Naveen Jindal set up the world's first coal-gasification based steelmaking plant at Angul, Odisha that uses the locally available high-ash coal and turns it into synthesis gas for steel making thus reducing the dependence on imported coke-rich coal. Jindal believes that coal gasification technology has immense potential for countries like India, where non-coking coal is abundantly available.
JSPL's coal gas-based steel tech became a case study at Harvard University.

Recently Union steel minister Ram Chandra Prasad Singh inaugurated Jindal Steel's 1.4 MTPA TMT rebar mill at its integrated complex in Odisha's Angul district.

Jindal Steel is expanding its Angul Plant capacity from 6 MTPA to 12MTPA and the company will achieve an overall 15 MTPA steelmaking capacity by 2025.

In January 2025, Jindal Steel & Power announced an additional investment of ₹70,000 crore in Odisha to expand the Angul plant from 6 MTPA to 12 MTPA, with plans to increase the capacity further by 2030.

===Coal Block Deallocation===
In 2014, the Supreme Court of India in a surprise move cancelled the coal blocks allocated to Indian steel and Power companies that had been allocated through successive Governments at the Centre. Jindal's company too was affected as its coal blocks got cancelled and it has to pay the arbitrary retrospective levy. This led to a scenario where most of the private steel and power companies in India became Non Performing Assets.
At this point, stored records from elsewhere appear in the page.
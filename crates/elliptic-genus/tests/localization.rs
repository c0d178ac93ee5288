//! Localization integration tests.
//!
//! Checks integrals on flag varieties of every supported type against
//! classical values: Euler numbers, degrees of Grassmannians, Chern numbers
//! of projective spaces, and the Weyl-group count of fixed points.

use elliptic_genus::algebra::{binomial, integer, Rational};
use elliptic_genus::{
    chern_number, CartanType, ChernNumbers, HomogeneousSpace, ParabolicSubgroup, Variety,
};

fn space(group: &str, levi: &str, crossed: &[usize]) -> HomogeneousSpace {
    let p = ParabolicSubgroup::new(
        group.parse().expect("valid group"),
        levi.parse().expect("valid levi"),
        crossed,
    )
    .expect("valid parabolic");
    HomogeneousSpace::new(p)
}

// =============================================================================
// Fixed points
// =============================================================================

#[test]
fn fixed_points_count_weyl_cosets() {
    for (group, levi, crossed) in [
        ("A4", "A1xA2", &[2][..]),
        ("B3", "A2", &[3]),
        ("B3", "B2", &[1]),
        ("C3", "C2", &[1]),
        ("C3", "A2", &[3]),
        ("D4", "A3", &[1]),
        ("D4", "A1xA1xA1", &[2]),
        ("G2", "A1", &[2]),
        ("A3", "", &[1, 2, 3]),
    ] {
        let x = space(group, levi, crossed);
        let p = x.parabolic_subgroup();
        let expected = p.weyl_group_order() / p.levi_weyl_group_order();
        assert_eq!(
            x.euler_number(),
            usize::try_from(expected).expect("small group"),
            "{group}/{levi}"
        );
        let top = chern_number(&x, &[x.dimension()]).expect("integrable");
        assert_eq!(top, integer(x.euler_number() as i64), "{group}/{levi}");
    }
}

#[test]
fn quadrics_and_their_euler_numbers() {
    // Q^{2n-1} = B_n / P_1 and Q^{2n-2} = D_n / P_1
    let q5 = space("B3", "B2", &[1]);
    assert_eq!(q5.dimension(), 5);
    assert_eq!(q5.euler_number(), 6);
    let q6 = space("D4", "A3", &[1]);
    assert_eq!(q6.dimension(), 6);
    assert_eq!(q6.euler_number(), 8);
}

// =============================================================================
// Chern numbers
// =============================================================================

#[test]
fn projective_space_chern_numbers() {
    // c(P^n) = (1 + h)^{n+1}, so c_λ = Π C(n+1, λ_i)
    for n in 1..=4usize {
        let group: CartanType = format!("A{n}").parse().expect("valid group");
        let pn = HomogeneousSpace::new(ParabolicSubgroup::from_crossed_nodes(group, &[1]).expect("P^n"));
        let numbers = ChernNumbers::compute(&pn).expect("integrable");
        for (lambda, value) in numbers.iter() {
            let expected = lambda.iter().fold(integer(1), |acc, &d| {
                acc * Rational::from_integer(binomial(n + 1, d))
            });
            assert_eq!(value, &expected, "P^{n} {lambda:?}");
        }
    }
}

#[test]
fn grassmannian_gr_2_4() {
    let gr = space("A3", "A1xA1", &[2]);
    assert_eq!(chern_number(&gr, &[1, 1, 1, 1]).expect("integrable"), integer(512));
    assert_eq!(chern_number(&gr, &[4]).expect("integrable"), integer(6));
    assert_eq!(chern_number(&gr, &[2, 2]).expect("integrable"), integer(98));
}

#[test]
fn lagrangian_grassmannian_is_a_quadric() {
    // LG(2,4) = C2/P_2 is the 3-dimensional quadric: c1 = 3h, h^3 = 2
    let lg = space("C2", "A1", &[2]);
    assert_eq!(lg.dimension(), 3);
    assert_eq!(chern_number(&lg, &[1, 1, 1]).expect("integrable"), integer(54));
    assert_eq!(chern_number(&lg, &[3]).expect("integrable"), integer(4));
}

#[test]
fn g2_adjoint_variety() {
    // G2/P_2 is 5-dimensional with 6 fixed points and index 3
    let x = space("G2", "A1", &[2]);
    assert_eq!(x.dimension(), 5);
    assert_eq!(chern_number(&x, &[5]).expect("integrable"), integer(6));
}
Jindal's company JSPL saw a tough time with debt levels going to 50,000 crore rupees.

===Turnaround===
The company went from the second-highest wealth creator with a share price of Rs 700 to a debt-ridden one with its share price tumbling down to Rs 62. The company however scripted a turnaround and came back green. In 2022 March, its share price jumped to Rs 530.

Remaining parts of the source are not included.